Taguchi Y, Watanabe T, Shiosaka S, Tohyama M, Wada H
Brain Res. 1985 Aug 12;340(2):235-42. doi: 10.1016/0006-8993(85)90919-9.
L-Histidine decarboxylase [L-histidine carboxylyase, HDC, EC 4.1.1.22] is an enzyme distinct from L-DOPA decarboxylase [L-aromatic amino acid carboxylyase, DDC, EC 4.1.1.28]: the two decarboxylases from fetal rat liver were completely separated from each other by DEAE-cellulose column chromatography and by affinity chromatography with L-carnosine as a ligand. The antibody raised against this HDC inhibited the HDC's from rat and guinea-pig brains very strongly, but their DDCs very weakly. However, in immunofluorescent histochemical studies, the antibody cross-reacted with DDC-like immunoreactive structures, such as chromaffin cells of the adrenal medulla, the raphe nucleus, the substantia nigra, and the locus coeruleus of the brain of guinea-pigs, but not of rats, suggesting that these two decarboxylases share some antigenic structures.

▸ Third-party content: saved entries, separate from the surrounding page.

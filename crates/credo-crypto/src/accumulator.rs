//! # RSA-B Revocation Accumulator
//!
//! The accumulator is a single group element `ν` mod `n`. A credential's
//! non-revocation witness is a pair `(u, e)` with `e` prime and
//! `u^e ≡ ν (mod n)`. Revoking `e` replaces the accumulator with
//! `ν^(1/e)`: every remaining witness holder can follow using Bézout
//! coefficients, while the revoked prime cannot (its witness update would
//! require an `e`-th root, which only the key holder can take).
//!
//! The issuer's revocation key is the group order, derived from the CL
//! issuer private key; knowing the order is what permits taking roots.

use num_bigint_dig::{BigInt, BigUint};
use num_integer::Integer;
use num_traits::One;
use rand::Rng;
use serde::{Deserialize, Serialize};

use crate::bignum::{self, mod_inv, pow_signed, random_bits, random_prime, ACCUMULATOR_PRIME_BITS};
use crate::error::CryptoError;

/// Private revocation key: modulus plus group order.
#[derive(Debug, Clone)]
pub struct RevocationPrivateKey {
    n: BigUint,
    order: BigUint,
}

/// Public revocation key: the modulus alone.
#[derive(Debug, Clone, PartialEq, Eq, Serialize, Deserialize)]
pub struct RevocationPublicKey {
    #[serde(with = "bignum::dec")]
    n: BigUint,
}

impl RevocationPrivateKey {
    /// Assemble from modulus and group order.
    pub fn new(n: BigUint, order: BigUint) -> Self {
        Self { n, order }
    }

    /// The modulus.
    pub fn modulus(&self) -> &BigUint {
        &self.n
    }

    /// `base^(1/e)` mod `n` — an `e`-th root, computable only with the
    /// group order.
    fn root(&self, base: &BigUint, e: &BigUint) -> Result<BigUint, CryptoError> {
        let e_inv = mod_inv(e, &self.order, "accumulator exponent")?;
        Ok(base.modpow(&e_inv, &self.n))
    }
}

impl RevocationPublicKey {
    /// Assemble from the modulus.
    pub fn new(n: BigUint) -> Self {
        Self { n }
    }

    /// The modulus.
    pub fn modulus(&self) -> &BigUint {
        &self.n
    }
}

/// The accumulator state at one point of the revocation log.
#[derive(Debug, Clone, PartialEq, Eq, Serialize, Deserialize)]
pub struct Accumulator {
    /// The accumulated value `ν`.
    #[serde(with = "bignum::dec")]
    pub nu: BigUint,
    /// Position in the revocation log; starts at 1.
    pub index: u64,
}

impl Accumulator {
    /// Create the initial accumulator (log index 1) from fresh randomness.
    pub fn initial<R: Rng + ?Sized>(rng: &mut R, sk: &RevocationPrivateKey) -> Self {
        let x = random_bits(rng, sk.n.bits() - 1);
        Self {
            nu: (&x * &x) % &sk.n,
            index: 1,
        }
    }

    /// Remove prime `e` from the accumulator: `ν ← ν^(1/e)`, advancing the
    /// index.
    pub fn remove(&self, sk: &RevocationPrivateKey, e: &BigUint) -> Result<Self, CryptoError> {
        Ok(Self {
            nu: sk.root(&self.nu, e)?,
            index: self.index + 1,
        })
    }

    /// Record an event that leaves the value untouched (an issuance),
    /// advancing the index.
    pub fn advance(&self) -> Self {
        Self {
            nu: self.nu.clone(),
            index: self.index + 1,
        }
    }
}

/// A non-revocation witness: `u^e ≡ ν (mod n)` for the current `ν`.
#[derive(Debug, Clone, PartialEq, Eq, Serialize, Deserialize)]
pub struct Witness {
    /// The witness base.
    #[serde(with = "bignum::dec")]
    pub u: BigUint,
    /// The credential's prime, doubling as its non-revocation attribute.
    #[serde(with = "bignum::dec")]
    pub e: BigUint,
    /// Index of the accumulator this witness is valid against.
    pub accumulator_index: u64,
}

impl Witness {
    /// Generate a fresh witness under the issuer's revocation key: a new
    /// prime `e` and `u = ν^(1/e)`.
    pub fn generate<R: Rng + ?Sized>(
        rng: &mut R,
        sk: &RevocationPrivateKey,
        acc: &Accumulator,
    ) -> Result<Self, CryptoError> {
        let e = random_prime(rng, ACCUMULATOR_PRIME_BITS);
        let u = sk.root(&acc.nu, &e)?;
        Ok(Self {
            u,
            e,
            accumulator_index: acc.index,
        })
    }

    /// Verify this witness against an accumulator value.
    pub fn verify(&self, pk: &RevocationPublicKey, acc: &Accumulator) -> bool {
        self.u.modpow(&self.e, &pk.n) == acc.nu
    }

    /// Follow a revocation without the private key.
    ///
    /// With `a·e + b·e' = 1` (Bézout), the updated base is
    /// `u' = u^b · ν'^a`, which satisfies `u'^e ≡ ν'`. Fails with
    /// [`CryptoError::WitnessRevoked`] when `e = e'` — the holder's own
    /// prime was removed and no coefficients exist.
    pub fn update(
        &mut self,
        pk: &RevocationPublicKey,
        revoked_e: &BigUint,
        new_acc: &Accumulator,
    ) -> Result<(), CryptoError> {
        let e = BigInt::from(self.e.clone());
        let e_rev = BigInt::from(revoked_e.clone());
        let gcd = e.extended_gcd(&e_rev);
        if gcd.gcd != BigInt::one() {
            return Err(CryptoError::WitnessRevoked);
        }
        // gcd = x·e + y·e', so u' = ν'^x · u^y satisfies u'^e ≡ ν'.
        let nu_x = pow_signed(&new_acc.nu, &gcd.x, &pk.n)?;
        let u_y = pow_signed(&self.u, &gcd.y, &pk.n)?;
        self.u = (nu_x * u_y) % &pk.n;
        self.accumulator_index = new_acc.index;
        Ok(())
    }
}

/// What a revocation record did to the accumulator.
#[derive(Debug, Clone, Copy, PartialEq, Eq, Serialize, Deserialize)]
#[serde(rename_all = "lowercase")]
pub enum EventKind {
    /// A credential was issued; the accumulator value is unchanged.
    Issue,
    /// A prime was removed from the accumulator.
    Revoke,
}

/// One entry of a credential type's revocation log.
///
/// Records chain: a `Revoke` record's accumulator must be the `e`-th root
/// of its predecessor's, an `Issue` record must leave the value unchanged.
/// This makes each record independently verifiable against its
/// predecessor without a signature.
#[derive(Debug, Clone, PartialEq, Eq, Serialize, Deserialize)]
pub struct RevocationRecord {
    /// The accumulator state after this event; its index is the record's
    /// position in the log.
    pub accumulator: Accumulator,
    /// What happened.
    pub event: EventKind,
    /// The event's witness prime. For the genesis record this is 1.
    #[serde(with = "bignum::dec")]
    pub e: BigUint,
}

impl RevocationRecord {
    /// The genesis record (index 1) created when revocation is enabled.
    pub fn genesis(accumulator: Accumulator) -> Self {
        Self {
            accumulator,
            event: EventKind::Issue,
            e: BigUint::one(),
        }
    }

    /// Position in the revocation log.
    pub fn index(&self) -> u64 {
        self.accumulator.index
    }

    /// Verify this record against its predecessor.
    pub fn verify_against(&self, pk: &RevocationPublicKey, prev: &Self) -> bool {
        if self.index() != prev.index() + 1 {
            return false;
        }
        match self.event {
            EventKind::Issue => self.accumulator.nu == prev.accumulator.nu,
            EventKind::Revoke => {
                self.accumulator.nu.modpow(&self.e, &pk.n) == prev.accumulator.nu
            }
        }
    }
}

#[cfg(test)]
mod tests {
    use super::*;
    use rand::rngs::OsRng;

    use crate::keys::generate_keypair;

    fn revocation_keys() -> (RevocationPublicKey, RevocationPrivateKey) {
        let (pk, sk) = generate_keypair(&mut OsRng, 512, 2, 0);
        (pk.revocation_key(), sk.revocation_key())
    }

    #[test]
    fn fresh_witness_verifies() {
        let (pk, sk) = revocation_keys();
        let acc = Accumulator::initial(&mut OsRng, &sk);
        assert_eq!(acc.index, 1);
        let w = Witness::generate(&mut OsRng, &sk, &acc).unwrap();
        assert!(w.verify(&pk, &acc));
        assert_eq!(w.accumulator_index, 1);
    }

    #[test]
    fn remove_invalidates_stale_witness() {
        let (pk, sk) = revocation_keys();
        let acc = Accumulator::initial(&mut OsRng, &sk);
        let w = Witness::generate(&mut OsRng, &sk, &acc).unwrap();
        let other = Witness::generate(&mut OsRng, &sk, &acc).unwrap();
        let acc2 = acc.remove(&sk, &other.e).unwrap();
        assert_eq!(acc2.index, 2);
        assert!(!w.verify(&pk, &acc2));
    }

    #[test]
    fn witness_update_follows_revocation() {
        let (pk, sk) = revocation_keys();
        let acc = Accumulator::initial(&mut OsRng, &sk);
        let mut w = Witness::generate(&mut OsRng, &sk, &acc).unwrap();
        let other = Witness::generate(&mut OsRng, &sk, &acc).unwrap();
        let acc2 = acc.remove(&sk, &other.e).unwrap();
        w.update(&pk, &other.e, &acc2).unwrap();
        assert!(w.verify(&pk, &acc2));
        assert_eq!(w.accumulator_index, 2);
    }

    #[test]
    fn own_revocation_blocks_update() {
        let (pk, sk) = revocation_keys();
        let acc = Accumulator::initial(&mut OsRng, &sk);
        let mut w = Witness::generate(&mut OsRng, &sk, &acc).unwrap();
        let acc2 = acc.remove(&sk, &w.e.clone()).unwrap();
        let err = w.update(&pk, &w.e.clone(), &acc2).unwrap_err();
        assert!(matches!(err, CryptoError::WitnessRevoked));
    }

    #[test]
    fn remove_is_verifiable_by_exponentiation() {
        // A revocation record's accumulator chain check: prev == new^e.
        let (_, sk) = revocation_keys();
        let acc = Accumulator::initial(&mut OsRng, &sk);
        let w = Witness::generate(&mut OsRng, &sk, &acc).unwrap();
        let acc2 = acc.remove(&sk, &w.e).unwrap();
        assert_eq!(acc2.nu.modpow(&w.e, sk.modulus()), acc.nu);
    }

    #[test]
    fn advance_keeps_value() {
        let (_, sk) = revocation_keys();
        let acc = Accumulator::initial(&mut OsRng, &sk);
        let acc2 = acc.advance();
        assert_eq!(acc2.nu, acc.nu);
        assert_eq!(acc2.index, 2);
    }

    #[test]
    fn record_chain_verifies() {
        let (pk, sk) = revocation_keys();
        let acc = Accumulator::initial(&mut OsRng, &sk);
        let genesis = RevocationRecord::genesis(acc.clone());

        let w = Witness::generate(&mut OsRng, &sk, &acc).unwrap();
        let issue = RevocationRecord {
            accumulator: acc.advance(),
            event: EventKind::Issue,
            e: w.e.clone(),
        };
        assert!(issue.verify_against(&pk, &genesis));

        let acc3 = issue.accumulator.remove(&sk, &w.e).unwrap();
        let revoke = RevocationRecord {
            accumulator: acc3,
            event: EventKind::Revoke,
            e: w.e.clone(),
        };
        assert!(revoke.verify_against(&pk, &issue));
        assert!(!revoke.verify_against(&pk, &genesis));
    }

    #[test]
    fn record_chain_rejects_tampered_value() {
        let (pk, sk) = revocation_keys();
        let acc = Accumulator::initial(&mut OsRng, &sk);
        let genesis = RevocationRecord::genesis(acc.clone());
        let w = Witness::generate(&mut OsRng, &sk, &acc).unwrap();
        let mut revoke = RevocationRecord {
            accumulator: acc.remove(&sk, &w.e).unwrap(),
            event: EventKind::Revoke,
            e: w.e.clone(),
        };
        revoke.accumulator.nu += BigUint::one();
        assert!(!revoke.verify_against(&pk, &genesis));
    }
}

L-组氨酸脱羧酶[L-组氨酸羧化酶,HDC,EC 4.1.1.22]是一种与L-多巴脱羧酶[L-芳香族氨基酸羧化酶,DDC,EC 4.1.1.28]不同的酶:通过DEAE-纤维素柱色谱法以及以L-肌肽作为配体的亲和色谱法,可将来自胎鼠肝脏的这两种脱羧酶完全彼此分离。针对这种HDC产生的抗体对大鼠和豚鼠脑内的HDC具有非常强的抑制作用,但对它们的DDC抑制作用非常弱。然而,在免疫荧光组织化学研究中,该抗体与DDC样免疫反应性结构发生交叉反应,如豚鼠脑而非大鼠脑的肾上腺髓质嗜铬细胞、中缝核、黑质和蓝斑,但这表明这两种脱羧酶具有一些共同的抗原结构。